Un mot me vient à l’esprit: décousu. Ce nouvel épisode entasse les briques sans maintenir le rythme. A trop agréger des parties disparates, il perd en efficacité. Une fois de plus, le méchant pourrait se débarrasser 15 fois de James mais il lui présente ses plans impunément avant de se faire évidemment court circuiter par un Bond jamais à court d’idées pour distribuer les bourre pifs. James est à chaque fois tout sauf secret, lumière brillant dans la nuit, et il parvient à déjouer les machinations sans sourciller. Caricature? Peut être un peu. Le pire étant ce puissant chef d’une organisation criminelle secrète et mondiale exposant ses plans tranquillement comme le dernier des imbéciles. Au bout de plusieurs turpitudes répétitives, je m’attendais à un dialogue du style « Et après on fera sauter le Kremlin comme dans MI4, et puis on embauchera un agent amnésique appelé Jason Bourne pour finalement récupérer un homme sur Mars ».
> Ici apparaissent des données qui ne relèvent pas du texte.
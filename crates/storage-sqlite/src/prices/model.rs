//! Database model for instrument prices.

use chrono::NaiveDate;
use diesel::prelude::*;
use rust_decimal::Decimal;
use serde::{Deserialize, Serialize};
use std::str::FromStr;

use tradelens_core::constants::{DATE_FORMAT, DECIMAL_PRECISION};
use tradelens_core::prices::InstrumentPrice;

#[derive(Debug, Clone, Queryable, Selectable, Insertable, Serialize, Deserialize)]
#[diesel(table_name = crate::schema::instrument_prices)]
#[diesel(check_for_backend(diesel::sqlite::Sqlite))]
#[serde(rename_all = "camelCase")]
pub struct InstrumentPriceDB {
    pub instrument_id: String,
    pub currency: String,
    pub price_date: String,
    pub close: String,
}

impl From<InstrumentPriceDB> for InstrumentPrice {
    fn from(db: InstrumentPriceDB) -> Self {
        InstrumentPrice {
            instrument_id: db.instrument_id,
            currency: db.currency,
            date: NaiveDate::parse_from_str(&db.price_date, DATE_FORMAT).unwrap_or_default(),
            close: Decimal::from_str(&db.close).unwrap_or_default(),
        }
    }
}

impl From<InstrumentPrice> for InstrumentPriceDB {
    fn from(domain: InstrumentPrice) -> Self {
        InstrumentPriceDB {
            instrument_id: domain.instrument_id,
            currency: domain.currency,
            price_date: domain.date.format(DATE_FORMAT).to_string(),
            close: domain.close.round_dp(DECIMAL_PRECISION).to_string(),
        }
    }
}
Christoph Waltz fait un méchant aussi peu crédible que Mathieu Amalric dans Solace. Là où il faisait plus que mouche dans Inglorious Basterds et Django Unchained, sa diction maniérée lasse, et comme il ne cesse de se faire rembarrer par l’impeccable James Bond, on finit par se dire qu’il est un vrai branque. Donald Pleasence, Telly Savalas ou Charles Gray étaient glaçants en Blofled, Waltz n’est que cabotin. Léa Seydoux a peut être trouvé un rôle à sa mesure avec cette prestation sans trop de dialogues et finalement assez accessoire. Daniel Craig fait le boulot habituel avec sa bouche en canard et son regard froid et glaçant. Il dégage comme toujours une impression de puissance digne de Harold Sakata dans Goldfinger. Massif mais pas forcément subtil.
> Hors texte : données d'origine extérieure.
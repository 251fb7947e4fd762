//! Movement domain models.
//!
//! A `Movement` is an immutable recorded financial event: a share trade, an
//! option trade, a dividend (or its withholding tax), or a cash transfer.
//! Movements are append-only facts; everything else in the engine is derived
//! from them and can be regenerated at any time.

use chrono::{DateTime, NaiveDate, Utc};
use rust_decimal::Decimal;
use serde::{Deserialize, Serialize};
use std::fmt;
use std::str::FromStr;

use crate::errors::{Result, ValidationError};

/// Kind of recorded financial event.
#[derive(Debug, Clone, Copy, PartialEq, Eq, Hash, Serialize, Deserialize)]
#[serde(rename_all = "SCREAMING_SNAKE_CASE")]
pub enum MovementKind {
    Trade,
    OptionTrade,
    Dividend,
    DividendTax,
    CashTransfer,
}

impl MovementKind {
    pub fn as_str(&self) -> &'static str {
        match self {
            MovementKind::Trade => "TRADE",
            MovementKind::OptionTrade => "OPTION_TRADE",
            MovementKind::Dividend => "DIVIDEND",
            MovementKind::DividendTax => "DIVIDEND_TAX",
            MovementKind::CashTransfer => "CASH_TRANSFER",
        }
    }
}

impl FromStr for MovementKind {
    type Err = ValidationError;

    fn from_str(s: &str) -> std::result::Result<Self, Self::Err> {
        match s {
            "TRADE" => Ok(MovementKind::Trade),
            "OPTION_TRADE" => Ok(MovementKind::OptionTrade),
            "DIVIDEND" => Ok(MovementKind::Dividend),
            "DIVIDEND_TAX" => Ok(MovementKind::DividendTax),
            "CASH_TRANSFER" => Ok(MovementKind::CashTransfer),
            other => Err(ValidationError::InvalidInput(format!(
                "Unknown movement kind: {}",
                other
            ))),
        }
    }
}

impl fmt::Display for MovementKind {
    fn fmt(&self, f: &mut fmt::Formatter<'_>) -> fmt::Result {
        f.write_str(self.as_str())
    }
}

/// Direction of a trade movement.
///
/// Plain `Buy`/`Sell` are used for share trades; the open/close variants are
/// used for option trades where the broker statement distinguishes them.
#[derive(Debug, Clone, Copy, PartialEq, Eq, Hash, Serialize, Deserialize)]
#[serde(rename_all = "SCREAMING_SNAKE_CASE")]
pub enum TradeSide {
    Buy,
    Sell,
    BuyToOpen,
    SellToOpen,
    BuyToClose,
    SellToClose,
}

impl TradeSide {
    pub fn as_str(&self) -> &'static str {
        match self {
            TradeSide::Buy => "BUY",
            TradeSide::Sell => "SELL",
            TradeSide::BuyToOpen => "BUY_TO_OPEN",
            TradeSide::SellToOpen => "SELL_TO_OPEN",
            TradeSide::BuyToClose => "BUY_TO_CLOSE",
            TradeSide::SellToClose => "SELL_TO_CLOSE",
        }
    }

    /// True for all buy-side variants (cash leaves the account).
    pub fn is_buy(&self) -> bool {
        matches!(
            self,
            TradeSide::Buy | TradeSide::BuyToOpen | TradeSide::BuyToClose
        )
    }
}

impl FromStr for TradeSide {
    type Err = ValidationError;

    fn from_str(s: &str) -> std::result::Result<Self, Self::Err> {
        match s {
            "BUY" => Ok(TradeSide::Buy),
            "SELL" => Ok(TradeSide::Sell),
            "BUY_TO_OPEN" => Ok(TradeSide::BuyToOpen),
            "SELL_TO_OPEN" => Ok(TradeSide::SellToOpen),
            "BUY_TO_CLOSE" => Ok(TradeSide::BuyToClose),
            "SELL_TO_CLOSE" => Ok(TradeSide::SellToClose),
            other => Err(ValidationError::InvalidInput(format!(
                "Unknown trade side: {}",
                other
            ))),
        }
    }
}

impl fmt::Display for TradeSide {
    fn fmt(&self, f: &mut fmt::Formatter<'_>) -> fmt::Result {
        f.write_str(self.as_str())
    }
}

/// Immutable recorded financial event.
///
/// `gross_amount` is the total money amount of the event (quantity × unit
/// price for trades, the cash amount for dividends and transfers). For cash
/// transfers it is signed: positive for deposits, negative for withdrawals.
#[derive(Debug, Clone, Serialize, Deserialize)]
#[serde(rename_all = "camelCase")]
pub struct Movement {
    pub id: String,
    pub kind: MovementKind,
    pub account_id: String,
    /// None for pure cash movements (transfers).
    pub instrument_id: Option<String>,
    pub currency: String,
    pub timestamp: DateTime<Utc>,
    #[serde(default)]
    pub quantity: Option<Decimal>,
    #[serde(default)]
    pub gross_amount: Option<Decimal>,
    #[serde(default)]
    pub commission: Option<Decimal>,
    #[serde(default)]
    pub fee: Option<Decimal>,
    #[serde(default)]
    pub side: Option<TradeSide>,
}

impl Movement {
    /// Calendar date of the movement.
    pub fn date(&self) -> NaiveDate {
        self.timestamp.naive_utc().date()
    }

    /// Quantity, defaulting to zero if not set.
    pub fn qty(&self) -> Decimal {
        self.quantity.unwrap_or(Decimal::ZERO)
    }

    /// Gross amount, defaulting to zero if not set.
    pub fn gross(&self) -> Decimal {
        self.gross_amount.unwrap_or(Decimal::ZERO)
    }

    /// Commission, defaulting to zero if not set.
    pub fn commission_amt(&self) -> Decimal {
        self.commission.unwrap_or(Decimal::ZERO)
    }

    /// Fee, defaulting to zero if not set.
    pub fn fee_amt(&self) -> Decimal {
        self.fee.unwrap_or(Decimal::ZERO)
    }

    /// Commission plus fee.
    pub fn costs(&self) -> Decimal {
        self.commission_amt() + self.fee_amt()
    }

    /// True for share and option trades.
    pub fn is_trade(&self) -> bool {
        matches!(self.kind, MovementKind::Trade | MovementKind::OptionTrade)
    }

    /// Position delta of a trade movement: positive for buys, negative for
    /// sells. Zero for non-trade movements.
    pub fn signed_quantity(&self) -> Decimal {
        match self.side {
            Some(side) if self.is_trade() => {
                if side.is_buy() {
                    self.qty()
                } else {
                    -self.qty()
                }
            }
            _ => Decimal::ZERO,
        }
    }

    /// Net cash effect of this movement on the account: negative when cash
    /// leaves the account, positive when it arrives. Commissions and fees
    /// always reduce the inflow / increase the outflow.
    pub fn net_cash_flow(&self) -> Decimal {
        match self.kind {
            MovementKind::Trade | MovementKind::OptionTrade => match self.side {
                Some(side) if side.is_buy() => -(self.gross() + self.costs()),
                Some(_) => self.gross() - self.costs(),
                None => Decimal::ZERO,
            },
            MovementKind::Dividend => self.gross() - self.costs(),
            MovementKind::DividendTax => -self.gross().abs(),
            MovementKind::CashTransfer => self.gross() - self.costs(),
        }
    }

    /// Validates the movement before it enters the pipeline.
    ///
    /// Malformed movements are rejected here, never silently coerced.
    pub fn validate(&self) -> Result<()> {
        if self.account_id.is_empty() {
            return Err(ValidationError::MissingField("accountId".to_string()).into());
        }
        if self.currency.is_empty() {
            return Err(ValidationError::MissingField("currency".to_string()).into());
        }
        match self.kind {
            MovementKind::Trade | MovementKind::OptionTrade => {
                if self.instrument_id.as_deref().unwrap_or("").is_empty() {
                    return Err(ValidationError::MissingField("instrumentId".to_string()).into());
                }
                if self.side.is_none() {
                    return Err(ValidationError::MissingField("side".to_string()).into());
                }
                if self.qty() <= Decimal::ZERO {
                    return Err(ValidationError::InvalidInput(format!(
                        "Trade movement {} must have a positive quantity, got {}",
                        self.id,
                        self.qty()
                    ))
                    .into());
                }
                if self.gross() < Decimal::ZERO {
                    return Err(ValidationError::InvalidInput(format!(
                        "Trade movement {} must have a non-negative gross amount",
                        self.id
                    ))
                    .into());
                }
            }
            MovementKind::Dividend | MovementKind::DividendTax => {
                if self.instrument_id.as_deref().unwrap_or("").is_empty() {
                    return Err(ValidationError::MissingField("instrumentId".to_string()).into());
                }
                if self.quantity.is_some() {
                    return Err(ValidationError::InvalidInput(format!(
                        "Dividend movement {} must not carry a quantity",
                        self.id
                    ))
                    .into());
                }
            }
            MovementKind::CashTransfer => {
                if self.instrument_id.is_some() {
                    return Err(ValidationError::InvalidInput(format!(
                        "Cash transfer {} must not reference an instrument",
                        self.id
                    ))
                    .into());
                }
            }
        }
        if self.commission_amt() < Decimal::ZERO || self.fee_amt() < Decimal::ZERO {
            return Err(ValidationError::InvalidInput(format!(
                "Movement {} has negative commission or fee",
                self.id
            ))
            .into());
        }
        Ok(())
    }
}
La projection de Spectre lors de la soirée Omega récemment relatée sur Gentleman Moderne n’a pas emporté l’enthousiasme de la foule. Si voir un James Bond reste toujours un évènement immanquable, peu de commentaires positifs ont été perçus dans une foule plutôt dubitative. Comme si Sam Mendès voulait se débarrasser de ce trop encombrant fardeau. James Bond est une icône mondialement admirée, difficile de faire preuve d’imagination dans la mise en scène et le scénario. Les codes sont connus et même attendus. A trop les enfiler pour satisfaire la production, pas sûr que le grand Sam d’American Beauty, Jarhead et les Noces rebelles y ait trouvé son compte. Pour preuve, il abandonne la franchise pour revenir à un cinéma plus personnel.
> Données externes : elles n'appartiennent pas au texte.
//! Repository trait for movements.

use chrono::NaiveDate;
use std::collections::BTreeMap;

use super::Movement;
use crate::errors::Result;

/// Key identifying one running snapshot series: an instrument in one
/// settlement currency. Cash-only movements use `instrument_id = None`
/// and are aggregated at the account level.
#[derive(Debug, Clone, PartialEq, Eq, Hash, PartialOrd, Ord)]
pub struct MovementKey {
    pub instrument_id: String,
    pub currency: String,
}

/// Movements grouped per (instrument, currency), date-ordered within each key.
pub type GroupedMovements = BTreeMap<MovementKey, BTreeMap<NaiveDate, Vec<Movement>>>;

/// Read-side repository for movements. All operations accept multi-id
/// batches; the engine never issues per-id query loops.
pub trait MovementRepositoryTrait: Send + Sync {
    /// All movements for the account within `[start, end]`, restricted to the
    /// given instruments (cash movements without an instrument are always
    /// included). One bulk query.
    fn get_in_range(
        &self,
        account_id: &str,
        instrument_ids: &[String],
        start: NaiveDate,
        end: NaiveDate,
    ) -> Result<Vec<Movement>>;

    /// Complete movement history for one instrument in the account,
    /// timestamp-ordered.
    fn get_for_instrument(&self, account_id: &str, instrument_id: &str) -> Result<Vec<Movement>>;

    /// Earliest movement date for the account, if any movements exist.
    fn get_earliest_date(&self, account_id: &str) -> Result<Option<NaiveDate>>;
}

/// Groups movements by (instrument, currency) and date. Cash movements
/// (no instrument) are returned separately, keyed by currency.
pub fn group_by_key_and_date(
    movements: Vec<Movement>,
) -> (GroupedMovements, BTreeMap<String, BTreeMap<NaiveDate, Vec<Movement>>>) {
    let mut grouped: GroupedMovements = BTreeMap::new();
    let mut cash: BTreeMap<String, BTreeMap<NaiveDate, Vec<Movement>>> = BTreeMap::new();

    for movement in movements {
        let date = movement.date();
        match movement.instrument_id.clone() {
            Some(instrument_id) => {
                grouped
                    .entry(MovementKey {
                        instrument_id,
                        currency: movement.currency.clone(),
                    })
                    .or_default()
                    .entry(date)
                    .or_default()
                    .push(movement);
            }
            None => {
                cash.entry(movement.currency.clone())
                    .or_default()
                    .entry(date)
                    .or_default()
                    .push(movement);
            }
        }
    }

    // Within one date, replay in timestamp order.
    for per_date in grouped.values_mut() {
        for day in per_date.values_mut() {
            day.sort_by_key(|m| m.timestamp);
        }
    }
    for per_date in cash.values_mut() {
        for day in per_date.values_mut() {
            day.sort_by_key(|m| m.timestamp);
        }
    }

    (grouped, cash)
}
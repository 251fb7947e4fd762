//! Bulk prefetch for batch snapshot calculation.
//!
//! Loads everything one batch run needs with a constant number of bulk
//! queries regardless of range length or instrument count. Per-id query
//! loops are forbidden on this path.

use chrono::NaiveDate;
use log::debug;
use std::collections::BTreeMap;
use std::sync::Arc;

use super::BatchLoadData;
use crate::errors::Result;
use crate::movements::{group_by_key_and_date, MovementKey, MovementRepositoryTrait};
use crate::prices::PriceRepositoryTrait;
use crate::snapshot::SnapshotRepositoryTrait;

pub struct BatchLoader {
    movement_repository: Arc<dyn MovementRepositoryTrait>,
    snapshot_repository: Arc<dyn SnapshotRepositoryTrait>,
    price_repository: Arc<dyn PriceRepositoryTrait>,
}

impl BatchLoader {
    pub fn new(
        movement_repository: Arc<dyn MovementRepositoryTrait>,
        snapshot_repository: Arc<dyn SnapshotRepositoryTrait>,
        price_repository: Arc<dyn PriceRepositoryTrait>,
    ) -> Self {
        BatchLoader {
            movement_repository,
            snapshot_repository,
            price_repository,
        }
    }

    /// Prefetches movements, baselines, prices and existing row identities
    /// for `[start, end]`. With `force` set, baselines and existing rows are
    /// skipped: the caller recalculates from zero into a cleared range.
    pub fn load(
        &self,
        account_id: &str,
        instrument_ids: &[String],
        start: NaiveDate,
        end: NaiveDate,
        force: bool,
    ) -> Result<BatchLoadData> {
        let raw = self
            .movement_repository
            .get_in_range(account_id, instrument_ids, start, end)?;
        let movement_count = raw.len();
        let (movements, cash_movements) = group_by_key_and_date(raw);

        let mut data = BatchLoadData {
            movements,
            cash_movements,
            start,
            end,
            ..Default::default()
        };

        let prices = self
            .price_repository
            .get_prices_in_range(instrument_ids, start, end)?;
        for price in prices {
            data.prices
                .entry((price.instrument_id, price.currency))
                .or_insert_with(BTreeMap::new)
                .insert(price.date, price.close);
        }

        if !force {
            let baselines =
                self.snapshot_repository
                    .get_latest_before(account_id, instrument_ids, start)?;
            for parent in baselines {
                for child in parent.currencies {
                    let key = MovementKey {
                        instrument_id: child.instrument_id.clone(),
                        currency: child.currency.clone(),
                    };
                    // One parent per instrument; children carry one currency
                    // each, so keys never collide.
                    data.baselines.insert(key, child);
                }
            }

            let account_baselines = self
                .snapshot_repository
                .get_account_latest_before(account_id, start)?;
            for baseline in account_baselines {
                data.account_baselines
                    .insert(baseline.currency.clone(), baseline);
            }

            let existing =
                self.snapshot_repository
                    .get_in_range(account_id, instrument_ids, start, end)?;
            for parent in existing {
                if let Some(id) = parent.id {
                    data.existing_instrument_ids
                        .insert((parent.instrument_id.clone(), parent.date), id);
                }
            }
            let existing_account = self
                .snapshot_repository
                .get_account_in_range(account_id, start, end)?;
            for row in existing_account {
                if let Some(id) = row.id {
                    data.existing_account_ids
                        .insert((row.currency.clone(), row.date), id);
                }
            }
        }

        debug!(
            "Batch load for account {}: {} movements, {} keys, {} baselines, {} price series",
            account_id,
            movement_count,
            data.movements.len(),
            data.baselines.len(),
            data.prices.len(),
        );
        Ok(data)
    }
}
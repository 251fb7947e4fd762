//! Core error types for the TradeLens engine.
//!
//! This module defines database-agnostic error types. Storage-specific errors
//! (from Diesel, SQLite, etc.) are converted to these types by the storage layer.

use chrono::{NaiveDate, ParseError as ChronoParseError};
use thiserror::Error;

/// Type alias for Result using our Error type.
pub type Result<T> = std::result::Result<T, Error>;

/// Root error type for the snapshot calculation engine.
///
/// Database-specific errors are wrapped in string form to keep this type
/// database-agnostic.
#[derive(Error, Debug)]
pub enum Error {
    #[error("Database operation failed: {0}")]
    Database(#[from] DatabaseError),

    #[error("Input validation failed: {0}")]
    Validation(#[from] ValidationError),

    #[error("Snapshot calculation failed: {0}")]
    Calculation(#[from] CalculatorError),

    #[error("Repository error: {0}")]
    Repository(String),

    #[error("Unexpected error: {0}")]
    Unexpected(String),
}

/// Database-agnostic error type for storage operations.
///
/// Uses `String` for all error details, allowing the storage layer to convert
/// storage-specific errors (Diesel, SQLite, etc.) into this format.
#[derive(Error, Debug)]
pub enum DatabaseError {
    /// Failed to establish a database connection.
    #[error("Failed to connect to database: {0}")]
    ConnectionFailed(String),

    /// Failed to create or configure the connection pool.
    #[error("Failed to create database pool: {0}")]
    PoolCreationFailed(String),

    /// A database query failed to execute.
    #[error("Database query failed: {0}")]
    QueryFailed(String),

    /// The requested record was not found.
    #[error("Record not found: {0}")]
    NotFound(String),

    /// A unique constraint was violated (e.g., duplicate key).
    #[error("Unique constraint violation: {0}")]
    UniqueViolation(String),

    /// A foreign key constraint was violated.
    #[error("Foreign key violation: {0}")]
    ForeignKeyViolation(String),

    /// A database transaction failed and was rolled back.
    #[error("Transaction failed: {0}")]
    TransactionFailed(String),

    /// Database migration failed.
    #[error("Database migration failed: {0}")]
    MigrationFailed(String),

    /// Internal/unexpected database error.
    #[error("Internal database error: {0}")]
    Internal(String),
}

/// Errors that occur during operation matching and snapshot calculation.
#[derive(Error, Debug)]
pub enum CalculatorError {
    #[error("Invalid movement data: {0}")]
    InvalidMovement(String),

    #[error("Insufficient open quantity for instrument {instrument_id} in account {account_id} on {date}")]
    InsufficientOpenQuantity {
        instrument_id: String,
        account_id: String,
        date: NaiveDate,
    },

    #[error("Currency mismatch: movement {movement_id} has currency {movement_currency}, expected {expected_currency}")]
    CurrencyMismatch {
        movement_id: String,
        movement_currency: String,
        expected_currency: String,
    },

    #[error("No mark price available for instrument {0} on {1}")]
    MissingPrice(String, NaiveDate),

    #[error("Calculation failed: {0}")]
    Calculation(String),
}

/// Validation errors for movement input. Rejected before entering the
/// pipeline, never silently coerced.
#[derive(Error, Debug)]
pub enum ValidationError {
    #[error("Invalid input: {0}")]
    InvalidInput(String),

    #[error("Required field '{0}' is missing")]
    MissingField(String),

    #[error("Failed to parse decimal number: {0}")]
    DecimalParse(#[from] rust_decimal::Error),

    #[error("Failed to parse date/time: {0}")]
    DateTimeParse(#[from] ChronoParseError),
}

// === From implementations for common error types ===

impl From<rust_decimal::Error> for Error {
    fn from(err: rust_decimal::Error) -> Self {
        Error::Validation(ValidationError::DecimalParse(err))
    }
}

impl From<serde_json::Error> for Error {
    fn from(err: serde_json::Error) -> Self {
        Error::Validation(ValidationError::InvalidInput(err.to_string()))
    }
}

impl From<ChronoParseError> for Error {
    fn from(err: ChronoParseError) -> Self {
        Error::Validation(ValidationError::DateTimeParse(err))
    }
}

impl From<Error> for String {
    fn from(err: Error) -> Self {
        err.to_string()
    }
}
//! Cumulative per-date snapshots derived from movement history.

mod snapshot_calculator;
mod snapshot_model;
mod snapshot_traits;

pub use snapshot_calculator::*;
pub use snapshot_model::*;
pub use snapshot_traits::*;

#[cfg(test)]
mod snapshot_calculator_tests;
//! Domain event types.

use serde::{Deserialize, Serialize};

/// Domain events emitted by the engine after successful mutations.
///
/// These events represent facts about derived-data changes. Runtime
/// adapters translate them into platform-specific actions (UI refresh,
/// cache invalidation, downstream exports).
#[derive(Clone, Debug, Serialize, Deserialize)]
#[serde(tag = "type", rename_all = "snake_case")]
pub enum DomainEvent {
    /// Movements were imported or deleted.
    MovementsChanged {
        account_ids: Vec<String>,
        instrument_ids: Vec<String>,
    },

    /// Operations were regenerated for the given accounts.
    OperationsChanged { account_ids: Vec<String> },

    /// Snapshots were created or updated.
    SnapshotsChanged {
        account_ids: Vec<String>,
        instrument_ids: Vec<String>,
    },
}

impl DomainEvent {
    /// Creates a MovementsChanged event.
    pub fn movements_changed(account_ids: Vec<String>, instrument_ids: Vec<String>) -> Self {
        Self::MovementsChanged {
            account_ids,
            instrument_ids,
        }
    }

    /// Creates an OperationsChanged event.
    pub fn operations_changed(account_ids: Vec<String>) -> Self {
        Self::OperationsChanged { account_ids }
    }

    /// Creates a SnapshotsChanged event.
    pub fn snapshots_changed(account_ids: Vec<String>, instrument_ids: Vec<String>) -> Self {
        Self::SnapshotsChanged {
            account_ids,
            instrument_ids,
        }
    }
}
Pour finir, je précise, cette critique est éminemment personnelle et subjective. Daniel Craig en James Bond m’a toujours aussi peu convaincu que Pierce Brosnan et je suis resté bloqué à la case Sean Connery époque Goldfinger. Reste que découvrir un nouveau James Bond a toujours ce je ne sais quoi de plaisir coupable qui surpasse toutes les déceptions du monde. Donc allez le découvrir, faites en vous une fête et profitez en bien. Le James Bond Thème créé par Monty Norman et orchestré par John Barry reste un plaisir à chaque fois renouvelé avec sa guitare rageuse et ses cuivres surpuissants. J’en frissonne à chaque fois. Rien que pour cela, allez vous faire plaisir!
Je suis bien content aussi de tourner la page Daniel Craig….
En espérant commencer bientot une nouvelle ère bien meilleur que les deux précédentes.